Indiana Chief Justice Loretta Rush has penned a dissent to the denial of transfer to a case involving public disclosure of private health information, calling the transfer decision a missed opportunity “to clear up uncertainty” regarding whether disclosure is actionable.

Rush, joined by Justice Christopher Goff, published the dissent Tuesday in “F.B.C.,” a Pseudonym v. MDWISE, Inc., d/b/a MDWISE, MDWISE Network, Inc., MDWISE Marketplace, Inc., 18A-CT-01934.

At issue in the Marion County case is F.B.C., a woman who says her attempts at reconciliation with her estranged husband were foiled when an insurer, MDwise, posted a list of her recent testing for sexually transmitted diseases on its online portal. According to F.B.C., her husband proceeded with a pending divorce after seeing the STD tests on the insurance portal, for which he was the primary policyholder.

The Marion Superior Court dismissed F.B.C.’s claims of intrusion and disclosure of private facts to a particular public against MDwise but declined to dismiss an outrage claim.

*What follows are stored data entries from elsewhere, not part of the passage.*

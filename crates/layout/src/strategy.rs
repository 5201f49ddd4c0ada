// Copyright (c) Mysten Labs, Inc.
// SPDX-License-Identifier: Apache-2.0

//! Layout strategy configuration
//!
//! A [`LayoutStrategy`] fixes all three dimensions of a layout run. There is
//! deliberately no `Default`: the caller must spell out a complete strategy.

/// How chunks are ordered before allocation.
#[derive(Debug, Clone, Copy, PartialEq, Eq)]
pub enum ChunkOrder {
    /// Descending by total chunk size, largest first.
    Sorted,
    /// Fisher–Yates shuffle driven by a ChaCha20 stream seeded with the
    /// given 256-bit value. Identical seeds replay identical orders.
    Random([u8; 32]),
}

/// Which allocator places the chunks.
#[derive(Debug, Clone, Copy, PartialEq, Eq)]
pub enum AllocatorKind {
    /// Input order preserved; the free-space heap is never consulted and
    /// every chunk bump-allocates in the fresh region. All reclaimed space
    /// becomes padding.
    Parallel,
    /// Best-fit from the free-space heap with bump-allocation fallback,
    /// visiting chunks in the given order.
    Compact(ChunkOrder),
}

/// How blocks are partitioned into chunks that must stay contiguous.
#[derive(Debug, Clone, Copy, PartialEq, Eq)]
pub enum Grouping {
    /// Every modified block is its own chunk.
    Block,
    /// Blocks of one strongly-connected component (per the supplied weak
    /// topological ordering) form one chunk.
    Loop,
    /// All blocks of one function form one chunk.
    Function,
}

/// How redirections are chosen for modified blocks.
#[derive(Debug, Clone, Copy, PartialEq, Eq)]
pub enum TrampolineStrategy {
    /// Every relocated block gets a trampoline at its original address.
    Always,
    /// Functions whose blocks are all modified, disjoint from every other
    /// function, and whose entry can host a jump get a single trampoline at
    /// the entry; interior blocks donate their full byte range.
    WholeFunction,
}

/// Complete configuration for one layout run.
#[derive(Debug, Clone, Copy, PartialEq, Eq)]
pub struct LayoutStrategy {
    pub allocator: AllocatorKind,
    pub grouping: Grouping,
    pub trampolines: TrampolineStrategy,
}
//! Chunk grouping
//!
//! Blocks that must be laid out at consecutive addresses are unified into
//! chunks: one chunk per block, per loop (from a supplied weak topological
//! ordering), or per function. Union-find over original block addresses does
//! the unification; members of a chunk are then ordered by ascending original
//! address so relocated loops keep their locality.

use std::collections::{BTreeMap, HashMap};

use petgraph::unionfind::UnionFind;

use crate::addr::ConcreteAddr;
use crate::block::{BlockStatus, LayoutPair};
use crate::strategy::Grouping;

/// Map from a function's entry address to the addresses of all its blocks.
/// Supplied by block recovery; ordered so that runs are deterministic.
pub type FunctionMap = BTreeMap<ConcreteAddr, Vec<ConcreteAddr>>;

/// A weak topological ordering of the recovered CFG. Each component lists
/// the original addresses of the blocks in one strongly-connected component;
/// singleton components may be omitted.
#[derive(Debug, Clone, Default)]
pub struct Wto {
    pub components: Vec<Vec<ConcreteAddr>>,
}

/// A set of blocks the allocator must place contiguously. Members are
/// indices into the layout-pair slice, ordered by ascending original
/// address.
#[derive(Debug, Clone, PartialEq, Eq)]
pub struct Chunk {
    pub members: Vec<usize>,
}

impl Chunk {
    fn new(members: Vec<usize>) -> Self {
        Self { members }
    }
}

fn is_modifiable(status: BlockStatus) -> bool {
    matches!(status, BlockStatus::Modified | BlockStatus::Subsumed)
}

/// Partition the modifiable pairs into chunks.
///
/// Unification runs over all pairs (a loop can span modified and unmodified
/// blocks alike), but only the modifiable members of a chunk are carried
/// forward: `Unmodified` and `Immutable` members stay in place, and a chunk
/// with no modifiable member disappears entirely. Chunks come out in input
/// order of their first member.
pub fn group_pairs<I>(
    pairs: &[LayoutPair<I>],
    grouping: Grouping,
    wto: Option<&Wto>,
    functions: Option<&FunctionMap>,
) -> Vec<Chunk> {
    match grouping {
        Grouping::Block => {
            return pairs
                .iter()
                .enumerate()
                .filter(|(_, pair)| is_modifiable(pair.status))
                .map(|(index, _)| Chunk::new(vec![index]))
                .collect();
        }
        Grouping::Loop | Grouping::Function => {}
    }

    let index_of: HashMap<ConcreteAddr, usize> = pairs
        .iter()
        .enumerate()
        .map(|(index, pair)| (pair.original.addr, index))
        .collect();

    let mut sets: UnionFind<usize> = UnionFind::new(pairs.len());
    let mut unify = |addrs: &[ConcreteAddr]| {
        let mut first: Option<usize> = None;
        for addr in addrs {
            let Some(&index) = index_of.get(addr) else {
                continue;
            };
            match first {
                Some(root) => {
                    sets.union(root, index);
                }
                None => first = Some(index),
            }
        }
    };

    match grouping {
        Grouping::Loop => {
            if let Some(wto) = wto {
                for component in &wto.components {
                    unify(component);
                }
            }
        }
        Grouping::Function => {
            if let Some(functions) = functions {
                for blocks in functions.values() {
                    unify(blocks);
                }
            }
        }
        Grouping::Block => unreachable!("handled above"),
    }

    // Collect groups in input order of their first member.
    let labels = sets.into_labeling();
    let mut group_of: HashMap<usize, usize> = HashMap::new();
    let mut groups: Vec<Vec<usize>> = Vec::new();
    for (index, &label) in labels.iter().enumerate() {
        let slot = *group_of.entry(label).or_insert_with(|| {
            groups.push(Vec::new());
            groups.len() - 1
        });
        groups[slot].push(index);
    }

    groups
        .into_iter()
        .filter(|members| members.iter().any(|&i| is_modifiable(pairs[i].status)))
        .map(|members| {
            let mut members: Vec<usize> = members
                .into_iter()
                .filter(|&i| is_modifiable(pairs[i].status))
                .collect();
            members.sort_by_key(|&i| pairs[i].original.addr);
            Chunk::new(members)
        })
        .collect()
}
//! Mock instruction set shared by the unit tests.

use crate::addr::{ConcreteAddr, SegmentId, SymbolSource, SymbolicAddr};
use crate::block::{
    BlockStatus, ConcreteBlock, LayoutPair, SymbolicBlock, SymbolicInstruction,
};
use crate::isa::{Cond, Isa, JumpKind, MemoryView};

pub const SEG: SegmentId = SegmentId(0);

pub fn at(offset: u64) -> ConcreteAddr {
    ConcreteAddr::new(SEG, offset)
}

#[derive(Debug, Clone, Copy, PartialEq, Eq)]
pub enum MockKind {
    Plain,
    Ret,
    Jump,
    CondJump,
    Call,
}

#[derive(Debug, Clone, PartialEq)]
pub struct MockInstr {
    pub size: u64,
    pub kind: MockKind,
}

pub fn plain(size: u64) -> MockInstr {
    MockInstr {
        size,
        kind: MockKind::Plain,
    }
}

pub fn ret() -> MockInstr {
    MockInstr {
        size: 1,
        kind: MockKind::Ret,
    }
}

pub fn jump() -> MockInstr {
    MockInstr {
        size: 2,
        kind: MockKind::Jump,
    }
}

pub fn cond_jump() -> MockInstr {
    MockInstr {
        size: 2,
        kind: MockKind::CondJump,
    }
}

pub fn call() -> MockInstr {
    MockInstr {
        size: 5,
        kind: MockKind::Call,
    }
}

/// Mock architecture: sizes are taken at face value, jumps are classified by
/// their declared kind, and the trampoline jump is 5 bytes like the real one.
pub struct MockIsa;

pub const MOCK_JUMP_SIZE: u64 = 5;

impl Isa for MockIsa {
    type Instr = MockInstr;

    fn instruction_size(&self, instr: &MockInstr) -> u64 {
        instr.size
    }

    fn classify_jump(&self, instr: &MockInstr, _mem: &dyn MemoryView, at: ConcreteAddr) -> JumpKind {
        match instr.kind {
            MockKind::Plain => JumpKind::NoJump,
            MockKind::Ret => JumpKind::Return {
                cond: Cond::Unconditional,
            },
            MockKind::Jump => JumpKind::RelativeJump {
                cond: Cond::Unconditional,
                offset: 0,
                target: at,
            },
            MockKind::CondJump => JumpKind::RelativeJump {
                cond: Cond::Conditional,
                offset: 0,
                target: at,
            },
            MockKind::Call => JumpKind::DirectCall { target: at },
        }
    }

    fn make_relative_jump(&self, _from: ConcreteAddr, _to: ConcreteAddr) -> Vec<MockInstr> {
        vec![MockInstr {
            size: MOCK_JUMP_SIZE,
            kind: MockKind::Jump,
        }]
    }

    fn make_padding(&self, len: u64) -> Vec<MockInstr> {
        vec![plain(len)]
    }
}

/// Memory view that resolves nothing.
pub struct NullMemory;

impl MemoryView for NullMemory {
    fn resolve_absolute(&self, _addr: u64) -> Option<ConcreteAddr> {
        None
    }
}

pub fn concrete_block(offset: u64, instructions: Vec<MockInstr>) -> ConcreteBlock<MockInstr> {
    let size = instructions.iter().map(|i| i.size).sum();
    ConcreteBlock::new(at(offset), size, instructions)
}

pub fn symbolic_block(symbol: SymbolicAddr, instructions: Vec<MockInstr>) -> SymbolicBlock<MockInstr> {
    SymbolicBlock {
        symbol,
        instructions: instructions
            .into_iter()
            .map(|instr| SymbolicInstruction {
                instr,
                target: None,
            })
            .collect(),
    }
}

/// A pair whose original and rewritten blocks share the same instruction
/// sequence.
pub fn unchanged_pair(
    symbols: &mut SymbolSource,
    offset: u64,
    instructions: Vec<MockInstr>,
    status: BlockStatus,
) -> LayoutPair<MockInstr> {
    let original = concrete_block(offset, instructions.clone());
    let rewritten = symbolic_block(symbols.fresh(), instructions);
    LayoutPair {
        original,
        rewritten,
        status,
    }
}

/// A modified pair: the original is `orig_size` bytes, the rewritten block
/// `new_size` bytes, both ending in a return (so no fallthrough jump is
/// appended and the rewritten size is exact).
pub fn modified_pair(
    symbols: &mut SymbolSource,
    offset: u64,
    orig_size: u64,
    new_size: u64,
) -> LayoutPair<MockInstr> {
    let original = concrete_block(offset, vec![plain(orig_size - 1), ret()]);
    let rewritten = symbolic_block(symbols.fresh(), vec![plain(new_size - 1), ret()]);
    LayoutPair {
        original,
        rewritten,
        status: BlockStatus::Modified,
    }
}
// Copyright (c) Mysten Labs, Inc.
// SPDX-License-Identifier: Apache-2.0

//! Jump classification and branch encodings
//!
//! All of this works on the instruction's encoded bytes: skip the legacy and
//! REX prefixes, then the opcode byte decides. The relative displacement of a
//! branch is always its trailing immediate.

use layout::{Cond, ConcreteAddr, JumpKind, MemoryView};

/// `jmp rel32`
pub const JMP_REL32: u8 = 0xe9;
/// `call rel32`
pub const CALL_REL32: u8 = 0xe8;
/// `jmp rel8`
pub const JMP_REL8: u8 = 0xeb;
/// One-byte breakpoint trap, the padding fill
pub const INT3: u8 = 0xcc;

/// Byte size of the redirection jump (`jmp rel32`).
pub const JUMP_SIZE: u64 = 5;

fn is_prefix(byte: u8) -> bool {
    matches!(
        byte,
        0x26 | 0x2e | 0x36 | 0x3e | 0x64 | 0x65 | 0x66 | 0x67 | 0xf0 | 0xf2 | 0xf3
    ) || (0x40..=0x4f).contains(&byte)
}

/// Index of the first opcode byte (past legacy and REX prefixes).
fn opcode_index(bytes: &[u8]) -> usize {
    bytes.iter().take_while(|&&b| is_prefix(b)).count()
}

/// The encoding shape of a PC-relative branch.
#[derive(Debug, Clone, Copy, PartialEq, Eq)]
pub(crate) enum BranchEncoding {
    JmpRel8,
    JmpRel32,
    CallRel32,
    /// `7x cb`: condition code in the low nibble
    CondRel8 { cc: u8 },
    /// `0f 8x cd`
    CondRel32 { cc: u8 },
    /// `jrcxz` / `loopnz` / `loopz` / `loop`: rel8-only encodings
    CondRcx { opcode: u8 },
}

/// Recognize a PC-relative branch from its encoding.
pub(crate) fn branch_encoding(bytes: &[u8]) -> Option<BranchEncoding> {
    let index = opcode_index(bytes);
    match *bytes.get(index)? {
        JMP_REL8 => Some(BranchEncoding::JmpRel8),
        JMP_REL32 => Some(BranchEncoding::JmpRel32),
        CALL_REL32 => Some(BranchEncoding::CallRel32),
        op @ 0x70..=0x7f => Some(BranchEncoding::CondRel8 { cc: op - 0x70 }),
        0x0f => match *bytes.get(index + 1)? {
            op @ 0x80..=0x8f => Some(BranchEncoding::CondRel32 { cc: op - 0x80 }),
            _ => None,
        },
        op @ 0xe0..=0xe3 => Some(BranchEncoding::CondRcx { opcode: op }),
        _ => None,
    }
}

/// The encoded displacement of a relative branch (the trailing immediate).
pub(crate) fn displacement(bytes: &[u8], encoding: BranchEncoding) -> i64 {
    match encoding {
        BranchEncoding::JmpRel8
        | BranchEncoding::CondRel8 { .. }
        | BranchEncoding::CondRcx { .. } => bytes[bytes.len() - 1] as i8 as i64,
        BranchEncoding::JmpRel32
        | BranchEncoding::CallRel32
        | BranchEncoding::CondRel32 { .. } => {
            let tail = &bytes[bytes.len() - 4..];
            i32::from_le_bytes([tail[0], tail[1], tail[2], tail[3]]) as i64
        }
    }
}

/// Worst-case encoded size once the branch target has been redirected:
/// short jumps widen to rel32, the rel8-only forms go through a widening
/// thunk, everything else keeps its size.
pub(crate) fn widened_len(bytes: &[u8]) -> u64 {
    match branch_encoding(bytes) {
        None => bytes.len() as u64,
        Some(BranchEncoding::JmpRel8) | Some(BranchEncoding::JmpRel32) => 5,
        Some(BranchEncoding::CallRel32) => 5,
        Some(BranchEncoding::CondRel8 { .. }) | Some(BranchEncoding::CondRel32 { .. }) => 6,
        // jrcxz/loop* have no rel32 form: original rel8 over a skip jump
        // over a long jump.
        Some(BranchEncoding::CondRcx { .. }) => 9,
    }
}

/// Classify the control-flow effect of an encoded instruction sitting at
/// `at`. `mem` maps absolute targets back into tagged addresses; targets it
/// cannot place are assumed to live in `at`'s own segment.
pub(crate) fn classify(bytes: &[u8], mem: &dyn MemoryView, at: ConcreteAddr) -> JumpKind {
    if let Some(encoding) = branch_encoding(bytes) {
        let offset = displacement(bytes, encoding);
        let target = resolve_target(mem, at, bytes.len() as u64, offset);
        return match encoding {
            BranchEncoding::CallRel32 => JumpKind::DirectCall { target },
            BranchEncoding::JmpRel8 | BranchEncoding::JmpRel32 => JumpKind::RelativeJump {
                cond: Cond::Unconditional,
                offset,
                target,
            },
            BranchEncoding::CondRel8 { .. }
            | BranchEncoding::CondRel32 { .. }
            | BranchEncoding::CondRcx { .. } => JumpKind::RelativeJump {
                cond: Cond::Conditional,
                offset,
                target,
            },
        };
    }

    let index = opcode_index(bytes);
    let Some(&op) = bytes.get(index) else {
        return JumpKind::NoJump;
    };
    match op {
        // ret / retf, with and without an immediate
        0xc3 | 0xc2 | 0xcb | 0xca => JumpKind::Return {
            cond: Cond::Unconditional,
        },
        // Group 5: the ModRM reg field selects call/jmp through a register
        // or memory operand.
        0xff => match bytes.get(index + 1).map(|modrm| (modrm >> 3) & 0b111) {
            Some(2) | Some(3) => JumpKind::IndirectCall,
            Some(4) | Some(5) => JumpKind::IndirectJump {
                cond: Cond::Unconditional,
            },
            _ => JumpKind::NoJump,
        },
        _ => JumpKind::NoJump,
    }
}

fn resolve_target(mem: &dyn MemoryView, at: ConcreteAddr, len: u64, offset: i64) -> ConcreteAddr {
    let absolute = at
        .offset()
        .wrapping_add(len)
        .wrapping_add(offset as u64);
    mem.resolve_absolute(absolute)
        .unwrap_or_else(|| ConcreteAddr::new(at.segment(), absolute))
}

/// Encode `jmp rel32` from `from` to `to`. The layout engine keeps both ends
/// within one binary, so the displacement always fits.
pub(crate) fn encode_jmp(from: ConcreteAddr, to: ConcreteAddr) -> [u8; 5] {
    let rel = to - (from + JUMP_SIZE as i64);
    assert!(
        i32::try_from(rel).is_ok(),
        "jump from {from} to {to} exceeds rel32 range"
    );
    let rel = (rel as i32).to_le_bytes();
    [JMP_REL32, rel[0], rel[1], rel[2], rel[3]]
}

A divided Indiana Court of Appeals partially reversed in April, finding all three claims should be dismissed.

Judge L. Mark Bailey dissented, arguing that if given the chance, the Supreme Court would recognize the tort of public disclosure of private facts, the sub-tort of disclosure to a particular public and intrusion into emotional solace. Rush’s dissent likewise focused on the question of public disclosure of private facts.

Rush

“Today, this Court passes up an important opportunity – to clear up uncertainty and declare that Indiana recognizes a claim of public disclosure of private facts,” the chief wrote in the opening of her dissent. “Because our guidance on this issue is necessary, I respectfully dissent from the denial of transfer.”

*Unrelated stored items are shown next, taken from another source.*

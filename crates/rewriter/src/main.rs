//! CLI for the static binary rewriter
//!
//! Reads an x86-64 ELF executable, relocates its basic blocks per the chosen
//! strategy, and writes the rewritten ELF.
//!
//! # Usage
//!
//! ```bash
//! # Identity rewrite (no pass marks anything; output equals input)
//! rewriter input output
//!
//! # Relocate every block, grouping loops, reusing reclaimed holes
//! rewriter --force-all --group loop input output
//! ```

use std::{env, fs, process};

use layout::{AllocatorKind, ChunkOrder, Grouping, LayoutStrategy, TrampolineStrategy};
use rewriter::{rewrite, RewriteOptions};

fn usage() -> ! {
    eprintln!("rewriter - static binary rewriter for x86-64 ELF executables");
    eprintln!();
    eprintln!("Usage: rewriter [options] <input> <output>");
    eprintln!();
    eprintln!("Options:");
    eprintln!("  --force-all            Mark every recovered block as modified");
    eprintln!("  --group <kind>         Chunking: block, loop, or function (default: block)");
    eprintln!("  --order <kind>         Chunk order: sorted or random (default: sorted)");
    eprintln!("  --seed <hex>           64 hex digits seeding --order random");
    eprintln!("  --parallel             Bump-allocate everything; reclaim nothing");
    eprintln!("  --whole-function       Redirect fully modified functions at their entry only");
    eprintln!("  --help, -h             Show this help message");
    process::exit(1);
}

fn parse_seed(hex: &str) -> Option<[u8; 32]> {
    if hex.len() != 64 {
        return None;
    }
    let mut seed = [0u8; 32];
    for (i, chunk) in hex.as_bytes().chunks(2).enumerate() {
        let pair = std::str::from_utf8(chunk).ok()?;
        seed[i] = u8::from_str_radix(pair, 16).ok()?;
    }
    Some(seed)
}

fn main() {
    let args: Vec<String> = env::args().collect();
    if args.iter().any(|a| a == "--help" || a == "-h") {
        usage();
    }

    let mut force_all = false;
    let mut grouping = Grouping::Block;
    let mut order = ChunkOrder::Sorted;
    let mut parallel = false;
    let mut trampolines = TrampolineStrategy::Always;
    let mut seed: Option<[u8; 32]> = None;
    let mut paths: Vec<&str> = Vec::new();

    let mut iter = args[1..].iter();
    while let Some(arg) = iter.next() {
        match arg.as_str() {
            "--force-all" => force_all = true,
            "--parallel" => parallel = true,
            "--whole-function" => trampolines = TrampolineStrategy::WholeFunction,
            "--group" => match iter.next().map(String::as_str) {
                Some("block") => grouping = Grouping::Block,
                Some("loop") => grouping = Grouping::Loop,
                Some("function") => grouping = Grouping::Function,
                _ => usage(),
            },
            "--order" => match iter.next().map(String::as_str) {
                Some("sorted") => order = ChunkOrder::Sorted,
                Some("random") => order = ChunkOrder::Random([0; 32]),
                _ => usage(),
            },
            "--seed" => match iter.next().and_then(|s| parse_seed(s)) {
                Some(parsed) => seed = Some(parsed),
                None => usage(),
            },
            path if !path.starts_with('-') => paths.push(path),
            _ => usage(),
        }
    }
    if paths.len() != 2 {
        usage();
    }

    if let (ChunkOrder::Random(_), Some(seed)) = (order, seed) {
        order = ChunkOrder::Random(seed);
    }
    let allocator = if parallel {
        AllocatorKind::Parallel
    } else {
        AllocatorKind::Compact(order)
    };
    let options = RewriteOptions {
        strategy: LayoutStrategy {
            allocator,
            grouping,
            trampolines,
        },
        force_all,
        injected: Vec::new(),
    };

    let input = fs::read(paths[0]).unwrap_or_else(|e| {
        eprintln!("Failed to read {}: {}", paths[0], e);
        process::exit(1);
    });

    let outcome = rewrite(&input, &options).unwrap_or_else(|e| {
        eprintln!("Rewrite failed: {}", e);
        process::exit(1);
    });

    for diagnostic in &outcome.diagnostics {
        eprintln!("note: {}", diagnostic);
    }

    if let Err(e) = fs::write(paths[1], &outcome.bytes) {
        eprintln!("Failed to write {}: {}", paths[1], e);
        process::exit(1);
    }
}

According to Rush, public disclosure of private facts “is a distinct wrong that falls under the broad tort of invasion of privacy.” But, she said, under the trio of decisions in Doe v. Methodist Hospital, Felsher v. University of Evansville and Allstate Ins. Co. v. Dana Corp., “courts have reasonably adopted disparate, and sometimes ambivalent, positions on whether the sub-tort of public disclosure of private facts exists in Indiana.”

The COA majority relied on Doe in its ruling in favor of MDwise, finding that the Indiana Supreme Court in Doe had declined to adopt disclosure as an actionable claim.

But Rush said Allstate described Doe as a “disagreement whether to recognize a claim for ‘public disclosure of private facts.’” Further, she said, former Justice Brent Dickson wrote a separate opinion in Doe agreeing with its result but arguing that the sub-tort of public disclosure was established under Indiana common law and supported by the state constitution and public policy concerns.

In his dissent, Bailey argued the Supreme Court would adopt a looser definition of “publicity” that made disclosure to a “particular public” with a special relationship with the plaintiff actionable. Though she partially agreed with Bailey’s dissent, Rush said she would adhere to the narrower definition of “publicity” in the Restatement (Second) of Torts.

“In other words, I would affirm dismissal of F.B.C.’s disclosure, but not for the reason the Court of Appeals majority advances,” the chief wrote. “Rather, I’d hold that although Indiana recognizes a sub-tort of public disclosure of private facts, F.B.C. failed to allege the requisite ‘publicity’ to allow her disclosure claim to proceed, given that her medical tests were not communicated ‘to the public at large, or to so many persons that the matter must be regarded as substantially certain to become one of public knowledge,’ Restatement (Second) of Torts § 652D cmt. a.

“In sum, while I would likewise affirm the trial court’s dismissal of F.B.C.’s public-disclosure claim, I would grant transfer to dispel any confusion surrounding the sub-tort,” Rush concluded. “The sub-tort of public disclosure of private facts is cognizable, and we should say so.”